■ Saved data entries
===
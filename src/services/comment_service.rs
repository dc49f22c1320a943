use crate::error::Result;
use crate::models::comment::Comment;
use sqlx::PgPool;
use uuid::Uuid;

#[derive(Clone)]
pub struct CommentService {
    pool: PgPool,
}

impl CommentService {
    pub fn new(pool: PgPool) -> Self {
        Self { pool }
    }

    pub async fn list_for_lead(&self, lead_id: Uuid) -> Result<Vec<Comment>> {
        let comments = sqlx::query_as::<_, Comment>(
            r#"
            SELECT c.id, c.lead_id, c.user_id, c.comment_text, c.created_at,
                   u.username AS username
            FROM comments c
            LEFT JOIN users u ON u.id = c.user_id
            WHERE c.lead_id = $1
            ORDER BY c.created_at DESC, c.id DESC
            "#,
        )
        .bind(lead_id)
        .fetch_all(&self.pool)
        .await?;
        Ok(comments)
    }

    pub async fn create(&self, lead_id: Uuid, author_id: Uuid, text: &str) -> Result<Comment> {
        let comment = sqlx::query_as::<_, Comment>(
            r#"
            WITH inserted AS (
                INSERT INTO comments (lead_id, user_id, comment_text)
                VALUES ($1, $2, $3)
                RETURNING id, lead_id, user_id, comment_text, created_at
            )
            SELECT i.id, i.lead_id, i.user_id, i.comment_text, i.created_at,
                   u.username AS username
            FROM inserted i
            LEFT JOIN users u ON u.id = i.user_id
            "#,
        )
        .bind(lead_id)
        .bind(author_id)
        .bind(text.trim())
        .fetch_one(&self.pool)
        .await?;
        Ok(comment)
    }
}
use chrono::{DateTime, NaiveDate};
use serde::{Deserialize, Deserializer};
use validator::Validate;

use crate::utils::validation::non_blank;

#[derive(Debug, Clone, Deserialize, Validate)]
#[serde(rename_all = "PascalCase")]
pub struct CreateTaskPayload {
    #[validate(custom(function = "non_blank"))]
    pub description: String,
    #[serde(default, deserialize_with = "optional_date")]
    pub due_date: Option<NaiveDate>,
}

/// Accepts `null`, `""`, `YYYY-MM-DD` or an RFC 3339 timestamp.
fn optional_date<'de, D>(deserializer: D) -> Result<Option<NaiveDate>, D::Error>
where
    D: Deserializer<'de>,
{
    let raw: Option<String> = Option::deserialize(deserializer)?;
    let Some(raw) = raw.map(|s| s.trim().to_string()).filter(|s| !s.is_empty()) else {
        return Ok(None);
    };
    if let Ok(date) = NaiveDate::parse_from_str(&raw, "%Y-%m-%d") {
        return Ok(Some(date));
    }
    DateTime::parse_from_rfc3339(&raw)
        .map(|dt| Some(dt.date_naive()))
        .map_err(|_| serde::de::Error::custom(format!("invalid DueDate: {}", raw)))
}

#[cfg(test)]
mod tests {
    use super::*;

    #[test]
    fn due_date_formats() {
        let p: CreateTaskPayload =
            serde_json::from_str(r#"{"Description":"Call","DueDate":"2024-05-01"}"#).unwrap();
        assert_eq!(p.due_date, NaiveDate::from_ymd_opt(2024, 5, 1));

        let p: CreateTaskPayload = serde_json::from_str(
            r#"{"Description":"Call","DueDate":"2024-05-01T09:30:00Z"}"#,
        )
        .unwrap();
        assert_eq!(p.due_date, NaiveDate::from_ymd_opt(2024, 5, 1));

        let p: CreateTaskPayload =
            serde_json::from_str(r#"{"Description":"Call","DueDate":""}"#).unwrap();
        assert_eq!(p.due_date, None);

        let p: CreateTaskPayload = serde_json::from_str(r#"{"Description":"Call"}"#).unwrap();
        assert_eq!(p.due_date, None);

        assert!(serde_json::from_str::<CreateTaskPayload>(
            r#"{"Description":"Call","DueDate":"tomorrow"}"#
        )
        .is_err());
    }
}
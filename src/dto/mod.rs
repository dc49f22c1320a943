pub mod auth_dto;
pub mod comment_dto;
pub mod lead_dto;
pub mod report_dto;
pub mod task_dto;
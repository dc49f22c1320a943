use chrono::{DateTime, Utc};
use serde::{Deserialize, Serialize};
use sqlx::FromRow;
use std::{fmt, str::FromStr};
use uuid::Uuid;

/// Pipeline stage of a lead.
#[derive(
    Debug, Clone, Copy, Default, PartialEq, Eq, Hash, Serialize, Deserialize, sqlx::Type,
)]
#[sqlx(type_name = "lead_status")]
pub enum LeadStatus {
    #[default]
    Pending,
    Interested,
    Active,
    Success,
    Cancel,
}

impl LeadStatus {
    pub const ALL: [LeadStatus; 5] = [
        LeadStatus::Pending,
        LeadStatus::Interested,
        LeadStatus::Active,
        LeadStatus::Success,
        LeadStatus::Cancel,
    ];

    pub fn as_str(&self) -> &'static str {
        match self {
            LeadStatus::Pending => "Pending",
            LeadStatus::Interested => "Interested",
            LeadStatus::Active => "Active",
            LeadStatus::Success => "Success",
            LeadStatus::Cancel => "Cancel",
        }
    }
}

impl fmt::Display for LeadStatus {
    fn fmt(&self, f: &mut fmt::Formatter<'_>) -> fmt::Result {
        f.write_str(self.as_str())
    }
}

impl FromStr for LeadStatus {
    type Err = String;

    fn from_str(s: &str) -> Result<Self, Self::Err> {
        LeadStatus::ALL
            .into_iter()
            .find(|status| status.as_str() == s.trim())
            .ok_or_else(|| format!("Unknown lead status: {}", s))
    }
}

/// Lead row joined with the assignee and creator usernames.
#[derive(Debug, Clone, Serialize, FromRow)]
#[serde(rename_all = "PascalCase")]
pub struct Lead {
    #[serde(rename = "LeadID")]
    pub id: Uuid,
    pub name: String,
    pub contact_info: String,
    pub status: LeadStatus,
    pub notes: Option<String>,
    #[serde(rename = "AssignedUserID")]
    pub assigned_user_id: Option<Uuid>,
    #[serde(rename = "CreatedByID")]
    pub created_by_id: Uuid,
    pub created_at: DateTime<Utc>,
    pub assigned_to: Option<String>,
    pub created_by: Option<String>,
}

impl Lead {
    /// Sales users only see leads they own or created.
    pub fn is_visible_to(&self, user_id: Uuid) -> bool {
        self.assigned_user_id == Some(user_id) || self.created_by_id == user_id
    }
}

#[cfg(test)]
mod tests {
    use super::*;

    fn lead(assigned: Option<Uuid>, creator: Uuid) -> Lead {
        Lead {
            id: Uuid::new_v4(),
            name: "Bob Co".into(),
            contact_info: "555-0100".into(),
            status: LeadStatus::default(),
            notes: None,
            assigned_user_id: assigned,
            created_by_id: creator,
            created_at: Utc::now(),
            assigned_to: None,
            created_by: None,
        }
    }

    #[test]
    fn status_set_is_closed() {
        assert_eq!("Active".parse::<LeadStatus>(), Ok(LeadStatus::Active));
        assert!("Won".parse::<LeadStatus>().is_err());
        assert!(serde_json::from_str::<LeadStatus>("\"Lost\"").is_err());
        assert_eq!(LeadStatus::default(), LeadStatus::Pending);
    }

    #[test]
    fn serializes_with_client_field_names() {
        let value = serde_json::to_value(lead(None, Uuid::new_v4())).unwrap();
        assert_eq!(value["Status"], "Pending");
        assert_eq!(value["ContactInfo"], "555-0100");
        assert!(value["AssignedTo"].is_null());
        assert!(value.get("LeadID").is_some());
        assert!(value.get("AssignedUserID").is_some());
    }

    #[test]
    fn visibility_covers_assignee_and_creator() {
        let owner = Uuid::new_v4();
        let creator = Uuid::new_v4();
        let stranger = Uuid::new_v4();
        let l = lead(Some(owner), creator);
        assert!(l.is_visible_to(owner));
        assert!(l.is_visible_to(creator));
        assert!(!l.is_visible_to(stranger));
    }
}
===
■ WORK INSTRUCTION
Find the string "trim" in the entries above and return each line that holds it.

■ FINISHED EXERCISE
        .bind(text.trim())
    let Some(raw) = raw.map(|s| s.trim().to_string()).filter(|s| !s.is_empty()) else {
            .find(|status| status.as_str() == s.trim())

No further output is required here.